Per ciò che concerne il reato di minaccia, lo stesso possiede un doppio collegamento sia in capo al presunto colpevole e sia in capo alla presunta vittima.
Come recita infatti il primo comma dell'articolo 612:
''Chiunque minaccia ad altri un ingiusto danno è punito, a querela della persona offesa, con la multa fino a euro 1.032''.
Come si può infatti osservare, il dettato normativo della norma penale, dipende dalla duplice natura del termine ''minaccia'', che possiede sia implicazioni oggettive e materiali in capo al soggetto autore del gesto criminoso, e sia implicazioni soggettive e psicologiche in capo a colui che si veda subire la minaccia.
Analizzando con criterio giuridico-filologico, la fattispecie criminosa non si perfeziona semplicemente con l'atto della minaccia, bensì la stessa deve consistere in una minaccia di un danno ingiusto.
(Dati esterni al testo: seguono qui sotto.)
//! Chat-completion transport (OpenAI-compatible, served by Groq).

use reqwest::Client;
use serde::{Deserialize, Serialize};
use tracing::{debug, warn};

use crate::config::AiConfig;
use crate::error::ClientError;

// ============================================================================
// Request/Response Types
// ============================================================================

#[derive(Debug, Clone, PartialEq, Serialize)]
pub struct ChatMessage {
    pub role: &'static str,
    pub content: String,
}

impl ChatMessage {
    pub fn system(content: impl Into<String>) -> Self {
        Self {
            role: "system",
            content: content.into(),
        }
    }

    pub fn user(content: impl Into<String>) -> Self {
        Self {
            role: "user",
            content: content.into(),
        }
    }
}

/// Sampling parameters. `top_p` and `stream` are omitted when unset.
#[derive(Debug, Clone, Copy, PartialEq, Serialize)]
pub struct Sampling {
    pub temperature: f64,
    pub max_tokens: u32,
    #[serde(skip_serializing_if = "Option::is_none")]
    pub top_p: Option<f64>,
    #[serde(skip_serializing_if = "Option::is_none")]
    pub stream: Option<bool>,
}

impl Sampling {
    /// Settings for the long structured analyses.
    pub const fn analysis(temperature: f64, max_tokens: u32) -> Self {
        Self {
            temperature,
            max_tokens,
            top_p: Some(1.0),
            stream: Some(false),
        }
    }

    /// Settings for the short auxiliary prompts.
    pub const fn brief(temperature: f64, max_tokens: u32) -> Self {
        Self {
            temperature,
            max_tokens,
            top_p: None,
            stream: None,
        }
    }
}

#[derive(Debug, Serialize)]
struct ChatRequest<'a> {
    model: &'a str,
    messages: &'a [ChatMessage],
    #[serde(flatten)]
    sampling: Sampling,
}

#[derive(Debug, Deserialize)]
struct ChatResponse {
    #[serde(default)]
    choices: Vec<ChatChoice>,
}

#[derive(Debug, Deserialize)]
struct ChatChoice {
    #[serde(default)]
    message: Option<ChoiceMessage>,
}

#[derive(Debug, Deserialize)]
struct ChoiceMessage {
    #[serde(default)]
    content: Option<String>,
}

#[derive(Debug, Deserialize)]
struct ErrorEnvelope {
    error: Option<ErrorBody>,
}

#[derive(Debug, Deserialize)]
struct ErrorBody {
    message: Option<String>,
}

// ============================================================================
// Client
// ============================================================================

/// Sends chat completions and retries rejected models once.
#[derive(Debug, Clone)]
pub struct ChatClient {
    http: Client,
    api_url: String,
    api_key: Option<String>,
    primary_model: String,
    fallback_model: String,
}

impl ChatClient {
    pub fn new(config: &AiConfig) -> Result<Self, ClientError> {
        let http = Client::builder().timeout(config.timeout()).build()?;
        Ok(Self {
            http,
            api_url: config.api_url.clone(),
            api_key: config.api_key().map(str::to_string),
            primary_model: config.primary_model.clone(),
            fallback_model: config.fallback_model.clone(),
        })
    }

    pub fn has_api_key(&self) -> bool {
        self.api_key.is_some()
    }

    pub fn primary_model(&self) -> &str {
        &self.primary_model
    }

    pub fn fallback_model(&self) -> &str {
        &self.fallback_model
    }

    /// One completion against `model`. Returns the first choice's content.
    pub async fn complete(
        &self,
        model: &str,
        messages: &[ChatMessage],
        sampling: Sampling,
    ) -> Result<String, ClientError> {
        let api_key = self.api_key.as_deref().ok_or(ClientError::MissingApiKey)?;

        let request = ChatRequest {
            model,
            messages,
            sampling,
        };

        debug!(model = %model, max_tokens = sampling.max_tokens, "Requesting chat completion");

        let response = self
            .http
            .post(&self.api_url)
            .bearer_auth(api_key)
            .json(&request)
            .send()
            .await?;

        let status = response.status();
        let body = response.text().await?;

        if !status.is_success() {
            let message = serde_json::from_str::<ErrorEnvelope>(&body)
                .ok()
                .and_then(|e| e.error)
                .and_then(|e| e.message)
                .filter(|m| !m.is_empty())
                .unwrap_or_else(|| format!("Groq API error: {}", status.as_u16()));
            return Err(ClientError::Completion {
                status: status.as_u16(),
                message,
            });
        }

        let parsed: ChatResponse = serde_json::from_str(&body)?;
        parsed
            .choices
            .into_iter()
            .next()
            .and_then(|c| c.message)
            .and_then(|m| m.content)
            .filter(|c| !c.is_empty())
            .ok_or(ClientError::EmptyCompletion)
    }

    /// Asks the primary model and, when it rejects the request with 400 or
    /// 404, the fallback model with the same messages.
    ///
    /// `primary_suffix` is appended to the user message of the first attempt
    /// only.
    pub async fn complete_with_fallback(
        &self,
        system: &str,
        user: &str,
        primary_suffix: Option<&str>,
        sampling: Sampling,
    ) -> Result<String, ClientError> {
        let first_user = match primary_suffix {
            Some(suffix) => format!("{}{}", user, suffix),
            None => user.to_string(),
        };
        let primary = [ChatMessage::system(system), ChatMessage::user(first_user)];

        match self.complete(&self.primary_model, &primary, sampling).await {
            Err(e) if e.is_model_rejection() => {
                warn!(
                    status = ?e.status(),
                    model = %self.primary_model,
                    "Primary model failed, trying fallback model"
                );
                let retry = [ChatMessage::system(system), ChatMessage::user(user)];
                self.complete(&self.fallback_model, &retry, sampling).await
            }
            other => other,
        }
    }
}
//! In-memory alert board used while developing without a backend.

use chrono::{DateTime, Duration, Utc};
use rand::Rng;

use crate::models::alert::{Alert, AlertStatus};

/// Upper bound (exclusive) of the minute jitter applied on refresh.
const REFRESH_JITTER_MINUTES: i64 = 10;

#[derive(Debug, Clone, PartialEq)]
pub struct AlertBoard {
    alerts: Vec<Alert>,
}

struct SeedAlert {
    location: &'static str,
    alert_type: &'static str,
    magnitude: f64,
    depth: f64,
    age: Duration,
    status: AlertStatus,
}

fn seed_alerts() -> [SeedAlert; 5] {
    [
        SeedAlert {
            location: "Butuan City, Agusan del Norte",
            alert_type: "Mainshock",
            magnitude: 4.5,
            depth: 12.0,
            age: Duration::hours(2),
            status: AlertStatus::Active,
        },
        SeedAlert {
            location: "Surigao City, Surigao del Norte",
            alert_type: "Mainshock",
            magnitude: 3.8,
            depth: 15.0,
            age: Duration::hours(5),
            status: AlertStatus::Acknowledged,
        },
        SeedAlert {
            location: "Tandag, Surigao del Sur",
            alert_type: "Mainshock",
            magnitude: 5.2,
            depth: 18.0,
            age: Duration::hours(24),
            status: AlertStatus::Resolved,
        },
        SeedAlert {
            location: "Butuan City, Agusan del Norte",
            alert_type: "Aftershock",
            magnitude: 3.2,
            depth: 10.0,
            age: Duration::hours(3),
            status: AlertStatus::Active,
        },
        SeedAlert {
            location: "Bislig, Surigao del Sur",
            alert_type: "Aftershock",
            magnitude: 2.9,
            depth: 14.0,
            age: Duration::days(2),
            status: AlertStatus::Resolved,
        },
    ]
}

fn build_alert(id: i64, seed: &SeedAlert, triggered_at: DateTime<Utc>, status: AlertStatus) -> Alert {
    Alert {
        id,
        alert_id: None,
        location: Some(seed.location.to_string()),
        alert_type: Some(seed.alert_type.to_string()),
        severity: None,
        magnitude: Some(seed.magnitude),
        depth: Some(seed.depth),
        description: None,
        earthquake: None,
        earthquake_event_id: None,
        shelter: None,
        shelter_name: None,
        status,
        triggered_at,
        acknowledged_at: None,
        resolved_at: None,
    }
}

impl AlertBoard {
    /// Board holding the five reference alerts, timestamped relative to `now`.
    pub fn seeded(now: DateTime<Utc>) -> Self {
        let alerts = seed_alerts()
            .iter()
            .enumerate()
            .map(|(idx, seed)| build_alert(idx as i64 + 1, seed, now - seed.age, seed.status))
            .collect();
        Self { alerts }
    }

    pub fn from_alerts(alerts: Vec<Alert>) -> Self {
        Self { alerts }
    }

    pub fn alerts(&self) -> &[Alert] {
        &self.alerts
    }

    pub fn get(&self, id: i64) -> Option<&Alert> {
        self.alerts.iter().find(|a| a.id == id)
    }

    pub fn by_status(&self, status: AlertStatus) -> Vec<Alert> {
        self.alerts
            .iter()
            .filter(|a| a.status == status)
            .cloned()
            .collect()
    }

    /// Marks the alert with `id` acknowledged and returns it. Unknown ids
    /// leave the board untouched and return `None`.
    pub fn acknowledge(mut self, id: i64) -> (Self, Option<Alert>) {
        let target = self.alerts.iter_mut().find(|a| a.id == id).map(|alert| {
            alert.status = AlertStatus::Acknowledged;
            alert.clone()
        });
        (self, target)
    }

    /// Regenerates the board from the seed: fresh ids derived from `now`,
    /// timestamps up to nine minutes in the past, statuses cycling through
    /// active, acknowledged and resolved.
    pub fn refresh<R: Rng + ?Sized>(self, now: DateTime<Utc>, rng: &mut R) -> Self {
        let base_id = now.timestamp_millis();
        let alerts = seed_alerts()
            .iter()
            .enumerate()
            .map(|(idx, seed)| {
                let jitter = Duration::minutes(rng.gen_range(0..REFRESH_JITTER_MINUTES));
                let status = AlertStatus::CYCLE[idx % AlertStatus::CYCLE.len()];
                build_alert(base_id + idx as i64, seed, now - jitter, status)
            })
            .collect();
        Self { alerts }
    }
}
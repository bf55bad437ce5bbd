use thiserror::Error;

/// Invalid indicator configuration
#[derive(Error, Debug, Clone, PartialEq, Eq)]
pub enum IndicatorError {
    #[error("Indicator length must be positive: {0}")]
    ZeroLength(&'static str),

    #[error("Short SMA length {short} must be below long SMA length {long}")]
    ShortNotBelowLong { short: usize, long: usize },

    #[error("Minimum history {min_history} is shorter than the {required} bars the indicators need")]
    HistoryTooShort { min_history: usize, required: usize },
}
//! Confluence Indicators
//!
//! Price-derived technical indicators computed from OHLCV history.
//!
//! Every indicator returns an ordered series whose last element is the
//! current reading. An empty series means there is not enough history
//! (or the requested length is zero); callers treat that as "unavailable",
//! never as zero.
//!
//! ## Usage
//!
//! ```rust,ignore
//! use confluence_indicators::{compute_reading, IndicatorLengths};
//!
//! let reading = compute_reading(&bars, &IndicatorLengths::default(), 50);
//! ```

pub mod error;
pub mod momentum;
pub mod reading;
pub mod trend;
pub mod volatility;
pub mod volume;

pub use error::IndicatorError;
pub use momentum::rsi;
pub use reading::{IndicatorLengths, compute_reading};
pub use trend::sma;
pub use volatility::atr;
pub use volume::vwap;
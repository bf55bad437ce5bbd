use confluence_core::{
    FundamentalRatios, InsiderTransaction, InstrumentId, OwnershipRecord, Ratio, SentimentRecord,
    Timestamp,
};

use crate::error::ProviderResult;

/// Port for the non-price signal feeds
///
/// Every method answers "latest as of `as_of`"; records published after
/// `as_of` must not be returned. `Ok(None)` / an empty list means the
/// provider has nothing for the instrument, which is not an error.
pub trait SignalProvider: Send + Sync {
    /// Insider filings for the instrument, oldest first
    fn insider_transactions(
        &self,
        instrument_id: &InstrumentId,
        as_of: Timestamp,
    ) -> ProviderResult<Vec<InsiderTransaction>>;

    /// Latest institutional-ownership snapshot
    fn institutional_ownership(
        &self,
        instrument_id: &InstrumentId,
        as_of: Timestamp,
    ) -> ProviderResult<Option<OwnershipRecord>>;

    /// Latest social-sentiment record
    fn social_sentiment(
        &self,
        instrument_id: &InstrumentId,
        as_of: Timestamp,
    ) -> ProviderResult<Option<SentimentRecord>>;

    /// Latest fundamental ratios
    fn fundamental_ratios(
        &self,
        instrument_id: &InstrumentId,
        as_of: Timestamp,
    ) -> ProviderResult<Option<FundamentalRatios>>;

    /// Latest macro stress index reading (universe-wide)
    fn market_stress(&self, as_of: Timestamp) -> ProviderResult<Option<Ratio>>;

    /// Provider name for logging
    fn name(&self) -> &str {
        "SignalProvider"
    }
}
//! Position Sizer
//!
//! Sizes every eligible candidate independently (map), then reduces the
//! capped weights into a normalized allocation. The only interval-global
//! inputs are the regime factor and the number of candidates.

use confluence_core::{AllocationVector, InstrumentId, Price, Ratio, Weight};
use log::{debug, warn};
use rayon::prelude::*;
use rust_decimal::Decimal;
use std::collections::BTreeMap;
use thiserror::Error;

use crate::config::{RiskConfigError, ScoreTier, SizingConfig, SizingPolicy};
use crate::normalize::normalize;
use crate::regime::Regime;

/// Why one instrument could not be sized this interval
#[derive(Error, Debug, Clone, PartialEq, Eq)]
pub enum SizingError {
    #[error("No current price available")]
    MissingPrice,

    #[error("Non-positive price {0}")]
    NonPositivePrice(Price),

    #[error("No ATR reading available")]
    MissingVolatility,

    #[error("Negative ATR {0}")]
    NegativeVolatility(Price),

    #[error("Volatility ratio overflowed: ATR {atr} at price {price}")]
    VolatilityOverflow { atr: Price, price: Price },
}

/// An eligible instrument handed to the sizer
#[derive(Debug, Clone, PartialEq)]
pub struct SizingCandidate {
    pub instrument_id: InstrumentId,
    /// Gate score (used by score-tiered sizing)
    pub score: Decimal,
    /// Quality boost, 1 when none applies
    pub quality_multiplier: Decimal,
    pub current_price: Option<Price>,
    pub atr: Option<Price>,
}

impl SizingCandidate {
    pub fn new(instrument_id: impl Into<InstrumentId>) -> Self {
        Self {
            instrument_id: instrument_id.into(),
            score: Decimal::ZERO,
            quality_multiplier: Decimal::ONE,
            current_price: None,
            atr: None,
        }
    }

    pub fn with_score(mut self, score: Decimal) -> Self {
        self.score = score;
        self
    }

    pub fn with_quality_multiplier(mut self, multiplier: Decimal) -> Self {
        self.quality_multiplier = multiplier;
        self
    }

    pub fn with_volatility(mut self, current_price: Price, atr: Price) -> Self {
        self.current_price = Some(current_price);
        self.atr = Some(atr);
        self
    }
}

/// Sizing result for one instrument, before normalization
#[derive(Debug, Clone, PartialEq)]
pub struct SizedPosition {
    /// Step 1 weight
    pub raw: Weight,
    /// After quality boost and cap
    pub capped: Weight,
}

/// Output of one sizing pass
#[derive(Debug, Clone, PartialEq)]
pub struct SizingReport {
    pub regime: Regime,
    /// max_position × regime factor
    pub effective_cap: Weight,
    pub outcomes: BTreeMap<InstrumentId, Result<SizedPosition, SizingError>>,
    pub allocation: AllocationVector,
}

impl SizingReport {
    /// Instruments that failed to size
    pub fn failures(&self) -> impl Iterator<Item = (&InstrumentId, &SizingError)> {
        self.outcomes
            .iter()
            .filter_map(|(id, outcome)| outcome.as_ref().err().map(|e| (id, e)))
    }
}

/// Sizes eligible instruments into a normalized allocation
#[derive(Debug, Clone)]
pub struct PositionSizer {
    config: SizingConfig,
}

impl PositionSizer {
    /// Create a sizer, rejecting invalid configuration up front
    pub fn new(config: SizingConfig) -> Result<Self, RiskConfigError> {
        config.validate()?;
        Ok(Self { config })
    }

    pub fn config(&self) -> &SizingConfig {
        &self.config
    }

    /// Regime for the interval from the latest stress reading
    pub fn regime(&self, stress: Option<Ratio>) -> Regime {
        self.config
            .regime
            .as_ref()
            .map(|r| r.assess(stress))
            .unwrap_or(Regime::RiskOn)
    }

    /// Per-instrument cap for a regime
    pub fn effective_cap(&self, regime: Regime) -> Weight {
        let factor = self
            .config
            .regime
            .as_ref()
            .map(|r| r.factor(regime))
            .unwrap_or(Decimal::ONE);
        self.config.max_position * factor
    }

    /// Size all candidates for one interval
    ///
    /// Candidates must already be eligible; an empty slice yields an
    /// all-cash allocation.
    pub fn size(&self, candidates: &[SizingCandidate], stress: Option<Ratio>) -> SizingReport {
        let regime = self.regime(stress);
        let effective_cap = self.effective_cap(regime);
        let eligible = candidates.len();

        let outcomes: BTreeMap<InstrumentId, Result<SizedPosition, SizingError>> = candidates
            .par_iter()
            .map(|candidate| {
                let outcome = self.size_one(candidate, effective_cap, eligible);
                (candidate.instrument_id.clone(), outcome)
            })
            .collect::<Vec<_>>()
            .into_iter()
            .collect();

        let capped: BTreeMap<InstrumentId, Weight> = outcomes
            .iter()
            .filter_map(|(id, outcome)| match outcome {
                Ok(position) => {
                    debug!(
                        "Sized {}: raw={}, capped={}, cap={}",
                        id, position.raw, position.capped, effective_cap
                    );
                    Some((id.clone(), position.capped))
                }
                Err(e) => {
                    warn!("Sizing failed for {}, contributing zero weight: {}", id, e);
                    None
                }
            })
            .collect();

        SizingReport {
            regime,
            effective_cap,
            allocation: normalize(&capped),
            outcomes,
        }
    }

    /// Steps 1, 2 and 4 for a single instrument
    fn size_one(
        &self,
        candidate: &SizingCandidate,
        effective_cap: Weight,
        eligible: usize,
    ) -> Result<SizedPosition, SizingError> {
        let raw = match &self.config.policy {
            SizingPolicy::EqualWeight => Decimal::ONE / Decimal::from(eligible.max(1)),
            SizingPolicy::VolatilityAdjusted {
                sensitivity,
                damp_ceiling,
            } => {
                let ratio = volatility_ratio(candidate)?;
                // An overflowing product is far past any ceiling
                let damping = ratio
                    .checked_mul(*sensitivity)
                    .map_or(*damp_ceiling, |d| d.min(*damp_ceiling));
                effective_cap * (Decimal::ONE - damping)
            }
            SizingPolicy::ScoreTiered { tiers } => tier_weight(tiers, candidate.score),
        };

        let boosted = raw
            .checked_mul(candidate.quality_multiplier)
            .unwrap_or(effective_cap);
        let capped = boosted.max(Decimal::ZERO).min(effective_cap);

        Ok(SizedPosition { raw, capped })
    }
}

/// ATR / price with the division guarded
fn volatility_ratio(candidate: &SizingCandidate) -> Result<Ratio, SizingError> {
    let price = candidate.current_price.ok_or(SizingError::MissingPrice)?;
    if price <= Decimal::ZERO {
        return Err(SizingError::NonPositivePrice(price));
    }
    let atr = candidate.atr.ok_or(SizingError::MissingVolatility)?;
    if atr < Decimal::ZERO {
        return Err(SizingError::NegativeVolatility(atr));
    }
    atr.checked_div(price).ok_or(SizingError::VolatilityOverflow { atr, price })
}

/// Weight of the highest tier whose min_score the score reaches
fn tier_weight(tiers: &[ScoreTier], score: Decimal) -> Weight {
    tiers
        .iter()
        .filter(|t| score >= t.min_score)
        .max_by(|a, b| a.min_score.cmp(&b.min_score))
        .map(|t| t.weight)
        .unwrap_or(Decimal::ZERO)
}

#[cfg(test)]
mod tests {
    use super::*;
    use crate::regime::RegimeScaling;
    use rust_decimal_macros::dec;

    fn vol_sizer() -> PositionSizer {
        PositionSizer::new(SizingConfig::volatility_adjusted(dec!(0.25), dec!(10), dec!(0.5)))
            .unwrap()
    }

    #[test]
    fn test_rejects_invalid_config() {
        let result = PositionSizer::new(SizingConfig::equal_weight().with_max_position(dec!(-1)));
        assert!(result.is_err());
    }

    #[test]
    fn test_equal_weight_three_eligible() {
        let sizer = PositionSizer::new(SizingConfig::equal_weight()).unwrap();
        let candidates: Vec<SizingCandidate> = ["A", "B", "C"]
            .iter()
            .map(|id| SizingCandidate::new(*id))
            .collect();

        let report = sizer.size(&candidates, None);
        let third = Decimal::ONE / Decimal::from(3);

        assert_eq!(report.allocation.len(), 3);
        for id in ["A", "B", "C"] {
            assert_eq!(report.allocation.weight(&InstrumentId::new(id)), third);
        }
        assert!((Decimal::ONE - report.allocation.total()).abs() < dec!(0.000000001));
    }

    #[test]
    fn test_volatility_sizing_scenario() {
        // ATR / price = 2 / 100 = 0.02; damping = min(0.2, 0.5) = 0.2
        let candidates = vec![SizingCandidate::new("A").with_volatility(dec!(100), dec!(2))];
        let report = vol_sizer().size(&candidates, None);

        assert_eq!(report.effective_cap, dec!(0.25));
        assert_eq!(report.allocation.weight(&InstrumentId::new("A")), dec!(0.20));
    }

    #[test]
    fn test_volatility_damping_hits_ceiling() {
        // ratio 0.1 × 10 = 1.0, capped at 0.5 → 0.25 × 0.5
        let candidates = vec![SizingCandidate::new("A").with_volatility(dec!(100), dec!(10))];
        let report = vol_sizer().size(&candidates, None);
        assert_eq!(report.allocation.weight(&InstrumentId::new("A")), dec!(0.125));
    }

    #[test]
    fn test_regime_scales_cap() {
        let config = SizingConfig::volatility_adjusted(dec!(0.25), dec!(10), dec!(0.5))
            .with_regime(RegimeScaling::new(dec!(0.35)));
        let sizer = PositionSizer::new(config).unwrap();

        let candidates = vec![
            SizingCandidate::new("A").with_volatility(dec!(100), dec!(0)),
            SizingCandidate::new("B").with_volatility(dec!(50), dec!(1)),
        ];
        let report = sizer.size(&candidates, Some(dec!(1.2)));

        assert_eq!(report.regime, Regime::RiskOff);
        assert_eq!(report.effective_cap, dec!(0.0875));
        for (_, weight) in report.allocation.iter() {
            assert!(*weight <= dec!(0.0875));
        }
        assert_eq!(report.allocation.weight(&InstrumentId::new("A")), dec!(0.0875));
    }

    #[test]
    fn test_quality_boost_is_capped() {
        // raw 0.20 × 1.5 = 0.30, clamped to 0.25
        let candidates = vec![
            SizingCandidate::new("A")
                .with_volatility(dec!(100), dec!(2))
                .with_quality_multiplier(dec!(1.5)),
        ];
        let report = vol_sizer().size(&candidates, None);

        let outcome = report.outcomes[&InstrumentId::new("A")].clone().unwrap();
        assert_eq!(outcome.raw, dec!(0.20));
        assert_eq!(outcome.capped, dec!(0.25));
    }

    #[test]
    fn test_zero_price_contributes_zero() {
        let candidates = vec![
            SizingCandidate::new("A").with_volatility(dec!(0), dec!(2)),
            SizingCandidate::new("B").with_volatility(dec!(100), dec!(2)),
        ];
        let report = vol_sizer().size(&candidates, None);

        assert!(!report.allocation.contains(&InstrumentId::new("A")));
        assert_eq!(report.allocation.weight(&InstrumentId::new("B")), dec!(0.20));
        assert_eq!(
            report.outcomes[&InstrumentId::new("A")],
            Err(SizingError::NonPositivePrice(dec!(0)))
        );
        assert_eq!(report.failures().count(), 1);
    }

    #[test]
    fn test_near_zero_price_contributes_zero() {
        let tiny = dec!(0.0000000000000000000000000001);
        let candidates = vec![
            SizingCandidate::new("A").with_volatility(tiny, dec!(1000000000)),
            SizingCandidate::new("B").with_volatility(dec!(100), dec!(2)),
        ];
        let report = vol_sizer().size(&candidates, None);

        assert!(!report.allocation.contains(&InstrumentId::new("A")));
        assert_eq!(report.allocation.weight(&InstrumentId::new("B")), dec!(0.20));
        assert_eq!(
            report.outcomes[&InstrumentId::new("A")],
            Err(SizingError::VolatilityOverflow {
                atr: dec!(1000000000),
                price: tiny
            })
        );
    }

    #[test]
    fn test_huge_ratio_damps_to_ceiling() {
        // ratio fits but ratio × sensitivity overflows
        let config = SizingConfig::volatility_adjusted(
            dec!(0.25),
            dec!(1000000000000000000000),
            dec!(0.5),
        );
        let sizer = PositionSizer::new(config).unwrap();
        let candidates = vec![
            SizingCandidate::new("A").with_volatility(dec!(0.0000000001), dec!(10000000000)),
        ];
        let report = sizer.size(&candidates, None);
        assert_eq!(report.allocation.weight(&InstrumentId::new("A")), dec!(0.125));
    }

    #[test]
    fn test_missing_atr_contributes_zero() {
        let mut candidate = SizingCandidate::new("A");
        candidate.current_price = Some(dec!(100));
        let report = vol_sizer().size(&[candidate], None);

        assert!(report.allocation.is_cash());
        assert_eq!(
            report.outcomes[&InstrumentId::new("A")],
            Err(SizingError::MissingVolatility)
        );
    }

    #[test]
    fn test_score_tiers() {
        let tiers = vec![
            ScoreTier::new(dec!(0), dec!(0.25)),
            ScoreTier::new(dec!(2), dec!(0.75)),
            ScoreTier::new(dec!(1), dec!(0.5)),
        ];
        assert_eq!(tier_weight(&tiers, dec!(2)), dec!(0.75));
        assert_eq!(tier_weight(&tiers, dec!(1.5)), dec!(0.5));
        assert_eq!(tier_weight(&tiers, dec!(0)), dec!(0.25));
        assert_eq!(tier_weight(&tiers, dec!(-1)), Decimal::ZERO);
    }

    #[test]
    fn test_over_allocation_is_normalized() {
        let sizer = PositionSizer::new(SizingConfig::score_tiered(
            dec!(0.75),
            vec![ScoreTier::new(dec!(0), dec!(0.75))],
        ))
        .unwrap();
        let candidates = vec![SizingCandidate::new("A"), SizingCandidate::new("B")];
        let report = sizer.size(&candidates, None);

        assert!(report.allocation.total() <= Decimal::ONE);
        assert_eq!(
            report.allocation.weight(&InstrumentId::new("A")),
            report.allocation.weight(&InstrumentId::new("B"))
        );
        assert!(report.allocation.weight(&InstrumentId::new("A")) < dec!(0.75));
    }

    #[test]
    fn test_empty_candidates_all_cash() {
        let report = vol_sizer().size(&[], Some(dec!(3)));
        assert!(report.allocation.is_cash());
        assert!(report.outcomes.is_empty());
    }

    #[test]
    fn test_idempotent() {
        let candidates = vec![
            SizingCandidate::new("A").with_volatility(dec!(100), dec!(2)),
            SizingCandidate::new("B").with_volatility(dec!(37), dec!(1.3)),
        ];
        let sizer = vol_sizer();
        assert_eq!(sizer.size(&candidates, None), sizer.size(&candidates, None));
    }
}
E' solo allora, che entra in gioco la componente psicologica della vittima, che diviene soggetto offeso nel suo diritto all'integrità psichica, che comunque verrebbe ad essere turbata dalla minaccia di un danno ingiusto e non meritato.
Questo significa che la minaccia, per essere considerata lesiva di un diritto o situazione giuridica soggettiva altrui, debba prevedere una situazione non giustificata che leda l'integrità psichica della vittima.
1.1. Minaccia diretta e minaccia indiretta
Sebbene possa risultarne inutile la specificazione, la fattispecie criminosa regolata dal presente articolo, non si perfeziona necessariamente con la minaccia diretta, intendendosi per tale, quella commessa dal reo in presenza del soggetto offeso.
L'azione criminosa può perfezionarsi anche mediante mezzo stampa, radiofonico, televisivo e anche telematico. Per altro può anche verificarsi per soggetto interposto, ovvero mediante il riferimento di una minaccia che il presunto colpevole riferisca ad un terzo, che a sua volta provveda a porne alla conoscenza diretta del soggetto cui la stessa si riferisca. Insomma, per il perfezionamento del reato, è sufficiente una causa scatenante, e cioè la minaccia, e poi un effetto dalla stessa direttamente collegato, indipendentemente dalle modalità di realizzazione.
2. L'aspetto processuale
Per ciò che riguarda l'aspetto processuale, appare evidente come la concretizzazione del reato di minaccia in seno all'apparato giudiziario, secondo il disposto normativo sempre del primo comma dell'articolo 612 c.p. dipende da un'attività in capo alla persona offesa, che debba provvedere autonomamente alla querela in difesa del proprio diritto violato.
La ratio di questa particolare disposizione risulta di facile intuizione, vista appunto la particolare soggettività e applicazione nel privato dei comportamenti che vadano a sostanziare il reato di minaccia.
Per altro la regolamentazione giudiziaria del presente reato secondo l'art. 15, L. 24 novembre 1999, n. 468, e dall'articolo 4, D. Lgs. 28 agosto 2000, n. 274, è demandata ai lavori del giudice di pace.
3. Le comminazioni di pena
Per quanto riguarda invece l'aspetto relativo alle pene inflitte, è il comma 2 del presente articolo 612, a regolarne gli ambiti e criteri di applicazione:
''Se la minaccia è grave o è fatta in uno dei modi indicati nell'articolo 339, la pena è della reclusione fino a un anno.''
Come si può osservare, la pena prevista è di reclusione fino ad un anno, se ricorrano i presupposti di minaccia grave, ovvero di minaccia di lesione di diritti tutelati giuridicamente in modo forte, come può esserlo il diritto all'incolumità fisica, o alla salute.
Concorre poi un altro presupposto esterno che fa riferimento all'art 339 c.p. che al comma 2 dispone:
''Se la violenza o la minaccia è commessa da più di cinque persone riunite, mediante uso di armi anche soltanto da parte di una di esse, ovvero da più di dieci persone, pur senza uso di armi, la pena è, nei casi preveduti dalla prima parte dell'articolo 336 e dagli articoli 337 e 338, della reclusione da tre a quindici anni, e, nel caso preveduto dal capoverso dell'articolo 336, della reclusione da due a otto anni''.
Questa parte del disposto normativo regola le aggravanti in merito a eventi di minaccia che vengano eseguiti da gruppi di persone, sia con la detenzione di armi (più di cinque soggetti), e sia senza armi (più di dieci soggetti).
Le disposizioni di questo comma si applicano anche al terzo comma, che regola la minaccia anche con possesso e lancio di corpi contundenti o atti ad offendere.